Searching for our pitch was problematic to say the least. When we eventually found it, an Italian with a Jeep on a trailer behind his Landrover was occupying it. Clearly something had gone wrong. While The Chef went back to Reception I waited with the vehicle until eventually the owner appeared. I told him he was in our pitch. Lots of apologies of course, very sorry he'd been rumbled, and so moved his Jeep etc on to his own large grass pitch next door.
I got talking to him later. He said that he was an enthusiast of the WWII period and had originally owned an Italian military vehicle, but as it only had one forward gear but six reverse gears, he was beginning to find it dangerous driving to events down motorways driving backwards at 70mph using only his wing mirrors for forward vision. Eventually he part exchanged it for the Jeep.
So here we are. We're using the inflatable pads to level ourselves as best we can. We're just glad to have a pitch. We're plugged in to mains electricity, so tonight we'll enjoy the pizzas the Chef bought days ago, but which we've not been able to eat because we need electricity to use the oven.
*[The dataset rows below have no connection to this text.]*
//! Extension parameter providers.
//!
//! Repository parameters beyond the fixed prefix, the request parameters and
//! the principal are offered to an ordered chain of [`ParameterProvider`]s.
//! The first provider that returns a value wins.

use crate::method::{Arg, ParamSlot};
use heron_core::di::Container;
use heron_core::RequestContext;
use std::any::{Any, TypeId};
use std::fmt;
use std::sync::Arc;

/// Supplies values for extension parameters.
pub trait ParameterProvider: Send + Sync + 'static {
    /// Returns a value for the slot, or `None` to let the next provider try.
    fn provide(&self, slot: &ParamSlot, context: &RequestContext) -> Option<Arg>;
}

/// A provider backed by a closure.
///
/// # Example
///
/// ```rust
/// use heron_core::RequestContext;
/// use heron_repository::{Arg, FnProvider, ParamSlot, ParameterProvider};
///
/// let provider = FnProvider::new(|slot: &ParamSlot, _ctx: &RequestContext| {
///     (*slot == ParamSlot::extension::<u32>()).then(|| Arg::extension(7_u32))
/// });
///
/// let ctx = RequestContext::new();
/// assert!(provider.provide(&ParamSlot::extension::<u32>(), &ctx).is_some());
/// assert!(provider.provide(&ParamSlot::extension::<u64>(), &ctx).is_none());
/// ```
pub struct FnProvider<F> {
    func: F,
}

impl<F> FnProvider<F>
where
    F: Fn(&ParamSlot, &RequestContext) -> Option<Arg> + Send + Sync + 'static,
{
    /// Wraps a closure.
    pub const fn new(func: F) -> Self {
        Self { func }
    }
}

impl<F> ParameterProvider for FnProvider<F>
where
    F: Fn(&ParamSlot, &RequestContext) -> Option<Arg> + Send + Sync + 'static,
{
    fn provide(&self, slot: &ParamSlot, context: &RequestContext) -> Option<Arg> {
        (self.func)(slot, context)
    }
}

/// A provider that computes a value of type `T` for every request.
struct RequestScoped<T, F> {
    func: F,
    _marker: std::marker::PhantomData<fn() -> T>,
}

impl<T, F> ParameterProvider for RequestScoped<T, F>
where
    T: Any + Send + Sync,
    F: Fn(&RequestContext) -> T + Send + Sync + 'static,
{
    fn provide(&self, slot: &ParamSlot, context: &RequestContext) -> Option<Arg> {
        match slot {
            ParamSlot::Extension { type_id, .. } if *type_id == TypeId::of::<T>() => {
                Some(Arg::extension((self.func)(context)))
            }
            _ => None,
        }
    }
}

/// Serves extension slots from registered singleton services.
impl ParameterProvider for Container {
    fn provide(&self, slot: &ParamSlot, _context: &RequestContext) -> Option<Arg> {
        match slot {
            ParamSlot::Extension { type_id, .. } => self.resolve_erased(*type_id).map(Arg::Extension),
            _ => None,
        }
    }
}

/// An ordered chain of providers.
#[derive(Clone, Default)]
pub struct ParameterProviders {
    providers: Vec<Arc<dyn ParameterProvider>>,
}

impl ParameterProviders {
    /// Creates an empty chain.
    #[must_use]
    pub fn new() -> Self {
        Self::default()
    }

    /// Appends a provider.
    pub fn push(&mut self, provider: impl ParameterProvider) {
        self.providers.push(Arc::new(provider));
    }

    /// Returns the chain with a provider appended.
    #[must_use]
    pub fn with(mut self, provider: impl ParameterProvider) -> Self {
        self.push(provider);
        self
    }

    /// Appends a provider computing a fresh `T` from each request.
    pub fn push_request_scoped<T, F>(&mut self, func: F)
    where
        T: Any + Send + Sync,
        F: Fn(&RequestContext) -> T + Send + Sync + 'static,
    {
        self.push(RequestScoped {
            func,
            _marker: std::marker::PhantomData,
        });
    }

    /// Asks each provider in order; the first value wins.
    #[must_use]
    pub fn provide(&self, slot: &ParamSlot, context: &RequestContext) -> Option<Arg> {
        self.providers
            .iter()
            .find_map(|provider| provider.provide(slot, context))
    }

    /// Returns the number of providers.
    #[must_use]
    pub fn len(&self) -> usize {
        self.providers.len()
    }

    /// Returns `true` if the chain is empty.
    #[must_use]
    pub fn is_empty(&self) -> bool {
        self.providers.is_empty()
    }
}

impl fmt::Debug for ParameterProviders {
    fn fmt(&self, f: &mut fmt::Formatter<'_>) -> fmt::Result {
        f.debug_struct("ParameterProviders")
            .field("provider_count", &self.providers.len())
            .finish()
    }
}

#[cfg(test)]
mod tests {
    use super::*;
    use heron_core::Principal;

    #[derive(Debug, PartialEq)]
    struct Tenant(String);

    #[test]
    fn test_container_provides_registered_services() {
        let mut container = Container::new();
        container.register(Arc::new(Tenant("acme".to_string())));

        let ctx = RequestContext::new();
        let arg = container
            .provide(&ParamSlot::extension::<Tenant>(), &ctx)
            .unwrap();
        assert!(ParamSlot::extension::<Tenant>().accepts(&arg));

        assert!(container.provide(&ParamSlot::extension::<u8>(), &ctx).is_none());
        assert!(container.provide(&ParamSlot::RequestParams, &ctx).is_none());
    }

    #[test]
    fn test_first_acceptor_wins() {
        let providers = ParameterProviders::new()
            .with(FnProvider::new(|_: &ParamSlot, _: &RequestContext| None))
            .with(FnProvider::new(|_: &ParamSlot, _: &RequestContext| {
                Some(Arg::extension(1_u8))
            }))
            .with(FnProvider::new(|_: &ParamSlot, _: &RequestContext| {
                Some(Arg::extension(2_u8))
            }));

        let arg = providers
            .provide(&ParamSlot::extension::<u8>(), &RequestContext::new())
            .unwrap();
        match arg {
            Arg::Extension(value) => assert_eq!(value.downcast_ref::<u8>(), Some(&1)),
            other => panic!("unexpected {other:?}"),
        }
        assert_eq!(providers.len(), 3);
    }

    #[test]
    fn test_request_scoped_provider() {
        let mut providers = ParameterProviders::new();
        providers.push_request_scoped(|ctx: &RequestContext| Tenant(ctx.principal().log_id()));

        let ctx = RequestContext::new().with_principal(Principal::subject("u1"));
        let arg = providers
            .provide(&ParamSlot::extension::<Tenant>(), &ctx)
            .unwrap();
        match arg {
            Arg::Extension(value) => assert_eq!(
                value.downcast_ref::<Tenant>(),
                Some(&Tenant("subject:u1".to_string()))
            ),
            other => panic!("unexpected {other:?}"),
        }

        assert!(providers.provide(&ParamSlot::Principal, &ctx).is_none());
    }
}
use async_trait::async_trait;
use reqwest::multipart::{Form, Part};
use reqwest::Method;
use serde_json::Value;

use super::{record_from, unwrap_listing, ApiClient, Auth};
use crate::collection::CollectionSource;
use crate::error::{ApiError, ApiResult};
use crate::model::Reel;
use crate::upload::{check_media, MediaFile, MediaKind};

/// New reel as entered in the upload form.
#[derive(Debug, Clone)]
pub struct ReelDraft {
    pub title: String,
    pub description: String,
    pub video: Option<MediaFile>,
}

impl ReelDraft {
    /// Title and a video file are required; nothing is sent otherwise.
    pub fn validate(&self) -> ApiResult<&MediaFile> {
        if self.title.trim().is_empty() {
            return Err(ApiError::validation("Please enter a title"));
        }
        check_media(MediaKind::Video, self.video.as_ref())
    }

    fn into_form(self) -> ApiResult<Form> {
        let video = self.validate()?.clone();
        let part = Part::bytes(video.bytes)
            .file_name(video.name)
            .mime_str(video.content_type)
            .map_err(|err| ApiError::validation(format!("bad content type: {}", err)))?;
        Ok(Form::new()
            .text("title", self.title)
            .text("description", self.description)
            .part("video", part))
    }
}

/// Promotional reels. The backend stores the video itself, so creation is a
/// single multipart call.
#[derive(Debug, Clone)]
pub struct ReelsSource {
    api: ApiClient,
}

impl ReelsSource {
    pub fn new(api: ApiClient) -> Self {
        Self { api }
    }
}

#[async_trait]
impl CollectionSource for ReelsSource {
    type Item = Reel;
    type Draft = ReelDraft;
    type Patch = ();

    fn name(&self) -> &'static str {
        "reel"
    }

    async fn list(&self) -> ApiResult<Vec<Reel>> {
        let body: Value = self
            .api
            .send_json(Method::GET, "reels", Auth::Optional, None)
            .await?;
        unwrap_listing(body)
    }

    async fn create(&self, draft: ReelDraft) -> ApiResult<Reel> {
        let form = draft.into_form()?;
        let res: Value = self.api.send_multipart("reels", Auth::Required, form).await?;
        record_from(&res).ok_or_else(|| ApiError::decode("backend", "reel missing from create response"))
    }

    async fn delete(&self, current: &Reel) -> ApiResult<()> {
        self.api
            .send_unit(
                Method::DELETE,
                &format!("reels/{}", current.id),
                Auth::Required,
                None,
            )
            .await
    }
}

#[cfg(test)]
mod tests {
    use super::*;

    #[test]
    fn draft_requires_title_and_video() {
        let mut draft = ReelDraft {
            title: " ".into(),
            description: String::new(),
            video: Some(MediaFile::from_bytes("tour.mp4", vec![0])),
        };
        assert_eq!(draft.validate().unwrap_err().to_string(), "Please enter a title");

        draft.title = "Resort tour".into();
        assert!(draft.validate().is_ok());

        draft.video = Some(MediaFile::from_bytes("poster.jpg", vec![0]));
        assert_eq!(
            draft.validate().unwrap_err().to_string(),
            "Please select a video file"
        );
    }
}
async fn gallery_cmd(app: &AdminApp, cmd: GalleryCmd) -> Result<()> {
    app.open(AdminView::Gallery)?;
    let images = RemoteCollection::new(GallerySource::new(app.api.clone()));
    images.load().await?;
    match cmd {
        GalleryCmd::List { category } => {
            let category = category.as_deref().map(gallery::normalize_category).transpose()?;
            for img in images.items() {
                if category.is_some_and(|c| c != img.category) {
                    continue;
                }
                println!("{}  {:<15} {}", img.id, img.category, img.url);
            }
        }
        GalleryCmd::Upload { file, category } => {
            let file = read_file(file).await?;
            let img = gallery::upload_image(&images, &app.uploader(), file.as_ref(), &category).await?;
            println!("Added {} ({})", img.id, img.url);
        }
        GalleryCmd::Delete(args) => {
            let outcome = images.delete(&args.id, &confirm(args.yes)).await?;
            report_delete(outcome, &args.id);
        }
    }
    Ok(())
}

async fn rooms_cmd(app: &AdminApp, cmd: RoomsCmd) -> Result<()> {
    app.open(AdminView::RoomImages)?;
    let rooms = RoomGallery::new(RoomImagesSource::new(app.api.clone()));
    rooms.load().await?;
    let uploader = app.uploader();
    let doc = match cmd {
        RoomsCmd::List { room } => {
            let filter = room.as_deref().map(room_type).transpose()?;
            let doc = rooms.current().context("room images not loaded")?;
            print_rooms(&doc, filter);
            return Ok(());
        }
        RoomsCmd::Add { room, file } => {
            let file = read_file(file).await?;
            room_images::add(&rooms, &uploader, room_type(&room)?, file.as_ref()).await?
        }
        RoomsCmd::Replace { room, index, file } => {
            let file = read_file(file).await?;
            room_images::replace(&rooms, &uploader, room_type(&room)?, index, file.as_ref()).await?
        }
        RoomsCmd::Feature { room, public_id } => {
            room_images::set_featured(&rooms, room_type(&room)?, &public_id).await?
        }
        RoomsCmd::Remove {
            room,
            public_id,
            yes,
        } => {
            if !confirm(yes)(format!("Delete room image {}?", public_id).as_str()) {
                println!("Kept {}", public_id);
                return Ok(());
            }
            room_images::remove(&rooms, &uploader, room_type(&room)?, &public_id).await?
        }
    };
    print_rooms(&doc, None);
    Ok(())
}

fn print_rooms(doc: &RoomImages, only: Option<RoomType>) {
    for room in RoomType::ALL {
        if only.is_some_and(|r| r != room) {
            continue;
        }
        println!("{}:", room.as_str());
        for (i, img) in doc.get(room).iter().enumerate() {
            let star = if img.is_featured { "*" } else { " " };
            println!("  {}{:>2} {}  {}", star, i, img.public_id, img.url);
        }
    }
}

async fn bento_cmd(app: &AdminApp, cmd: BentoCmd) -> Result<()> {
    app.open(AdminView::Bento)?;
    let tiles = RemoteCollection::new(BentoSource::new(app.api.clone()));
    tiles.load().await?;
    match cmd {
        BentoCmd::List => {
            let items = tiles.items();
            for (title, start, end) in BENTO_SECTIONS {
                println!("{}:", title);
                for b in bento_section(items.iter().map(|b| &**b), start, end) {
                    println!("  {:>2}  {}  {}  {}", b.bento_id, b.id, b.img_text, b.url);
                }
            }
        }
        BentoCmd::Edit { id, url, text, file } => {
            let file = read_file(file).await?;
            let tile = bento::edit_tile(&tiles, &app.uploader(), &id, url, text, file.as_ref()).await?;
            println!("Updated tile {} -> {}", tile.bento_id, tile.url);
        }
        BentoCmd::Create { slot, url, text } => {
            let tile = tiles
                .create(
                    bento::NewBento {
                        bento_id: slot.to_string(),
                        url,
                        img_text: text,
                    },
                    Placement::Back,
                )
                .await?;
            println!("Created tile {} in slot {}", tile.id, tile.bento_id);
        }
        BentoCmd::Delete(args) => {
            let outcome = tiles.delete(&args.id, &confirm(args.yes)).await?;
            report_delete(outcome, &args.id);
        }
    }
    Ok(())
}
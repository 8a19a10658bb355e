use async_trait::async_trait;
use reqwest::Method;
use serde::Serialize;
use serde_json::Value;
use std::sync::Arc;

use super::{record_from, unwrap_listing, ApiClient, Auth};
use crate::collection::{CollectionSource, RemoteCollection};
use crate::error::{ApiError, ApiResult};
use crate::model::{BentoEdit, BentoItem};
use crate::upload::{MediaFile, SignedUpload, UploadTarget};

/// Homepage grid sections as `(title, first slot, last slot)`.
pub const BENTO_SECTIONS: [(&str, u32, u32); 3] = [
    ("Hero Section Bento Grid", 1, 6),
    ("Camping Grid", 7, 9),
    ("Day Out Party Grid", 10, 12),
];

#[derive(Debug, Clone, PartialEq, Eq, Serialize)]
#[serde(rename_all = "camelCase")]
pub struct NewBento {
    pub bento_id: String,
    pub url: String,
    pub img_text: String,
}

/// Homepage bento grid tiles.
#[derive(Debug, Clone)]
pub struct BentoSource {
    api: ApiClient,
}

impl BentoSource {
    pub fn new(api: ApiClient) -> Self {
        Self { api }
    }
}

#[async_trait]
impl CollectionSource for BentoSource {
    type Item = BentoItem;
    type Draft = NewBento;
    type Patch = BentoEdit;

    fn name(&self) -> &'static str {
        "bento item"
    }

    async fn list(&self) -> ApiResult<Vec<BentoItem>> {
        let body: Value = self
            .api
            .send_json(Method::GET, "bento", Auth::Optional, None)
            .await?;
        unwrap_listing(body)
    }

    async fn create(&self, draft: NewBento) -> ApiResult<BentoItem> {
        let body = serde_json::to_value(&draft).map_err(|err| ApiError::decode("bento", err))?;
        let res: Value = self
            .api
            .send_json(Method::POST, "bento", Auth::Required, Some(&body))
            .await?;
        record_from(&res).ok_or_else(|| ApiError::decode("backend", "bento item missing from create response"))
    }

    async fn update(&self, current: &BentoItem, edit: BentoEdit) -> ApiResult<BentoItem> {
        let body = serde_json::to_value(&edit).map_err(|err| ApiError::decode("bento", err))?;
        let res: Value = self
            .api
            .send_json(
                Method::PUT,
                &format!("bento/{}", current.id),
                Auth::Required,
                Some(&body),
            )
            .await?;
        Ok(record_from::<BentoItem>(&res)
            .filter(|b| b.id == current.id && b.url == edit.url && b.img_text == edit.img_text)
            .unwrap_or_else(|| BentoItem {
                url: edit.url,
                img_text: edit.img_text,
                ..current.clone()
            }))
    }

    async fn delete(&self, current: &BentoItem) -> ApiResult<()> {
        self.api
            .send_unit(
                Method::DELETE,
                &format!("bento/{}", current.id),
                Auth::Required,
                None,
            )
            .await
    }
}

/// Edit a tile's caption and, when a file is given, swap its image first.
/// Unset fields keep the tile's current value.
pub async fn edit_tile<S>(
    bento: &RemoteCollection<S>,
    uploader: &SignedUpload<'_>,
    id: &str,
    url: Option<String>,
    img_text: Option<String>,
    image: Option<&MediaFile>,
) -> ApiResult<Arc<BentoItem>>
where
    S: CollectionSource<Item = BentoItem, Patch = BentoEdit>,
{
    let current = bento
        .get(id)
        .ok_or_else(|| ApiError::NotFound(id.to_string()))?;
    let img_text = img_text.unwrap_or_else(|| current.img_text.clone());
    match image {
        Some(file) => {
            uploader
                .upload_and_persist(UploadTarget::Bento, Some(file), |asset| {
                    bento.update(
                        id,
                        BentoEdit {
                            url: asset.secure_url,
                            img_text,
                        },
                    )
                })
                .await
        }
        None => {
            let edit = BentoEdit {
                url: url.unwrap_or_else(|| current.url.clone()),
                img_text,
            };
            bento.update(id, edit).await
        }
    }
}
Tomorrow morning will be an absolute joy. Log hot showers, and my darling Chef gets to wash her hair properly and use her hair dryer. It's the little things in life that make a difference.
Once set up I did make contact with Nationwide Building Society again and finally managed to get the matter resolved, though I did tell them I would be formally complaining once we were home. So we now have our return ticket on Le Shuttle booked for Saturday afternoon.
Tomorrow we head down the road to Arromanches and beyond, where we expect to meet yet more Brit weekend soldiers and stuffed-full car parks.
Right now we have a guy practicing his trumpet on the piece of grass opposite our pitch. Why he can't go and annoy his own neighbours I don't know. I can tell you - Louse Armstrong he ain't.